● **Problem requirements**
Go through the material under this sentence. Return every line holding "exchange".

● **Task material**
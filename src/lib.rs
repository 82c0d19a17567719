// Copyright (c) 2025, The Ruskit Authors
// MIT License
// All rights reserved.

//! # AMQP Consumer
//!
//! Concurrency-limited AMQP consumption engine on top of lapin: pooled
//! broker connections, bounded per-pool handler execution, a wait-slot
//! request/response pattern, and consumer dispatch with redelivery and
//! delay-exchange semantics.

mod otel;

pub mod concurrent;
pub mod configs;
pub mod connection;
pub mod consumer;
pub mod definition;
pub mod dispatcher;
pub mod errors;
pub mod exchange;
pub mod handler;
pub mod message;
pub mod publisher;
pub mod queue;
pub mod rpc;
pub mod topology;
pub mod wait;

● **Answer for this exercise**
//! delay-exchange semantics.
pub mod exchange;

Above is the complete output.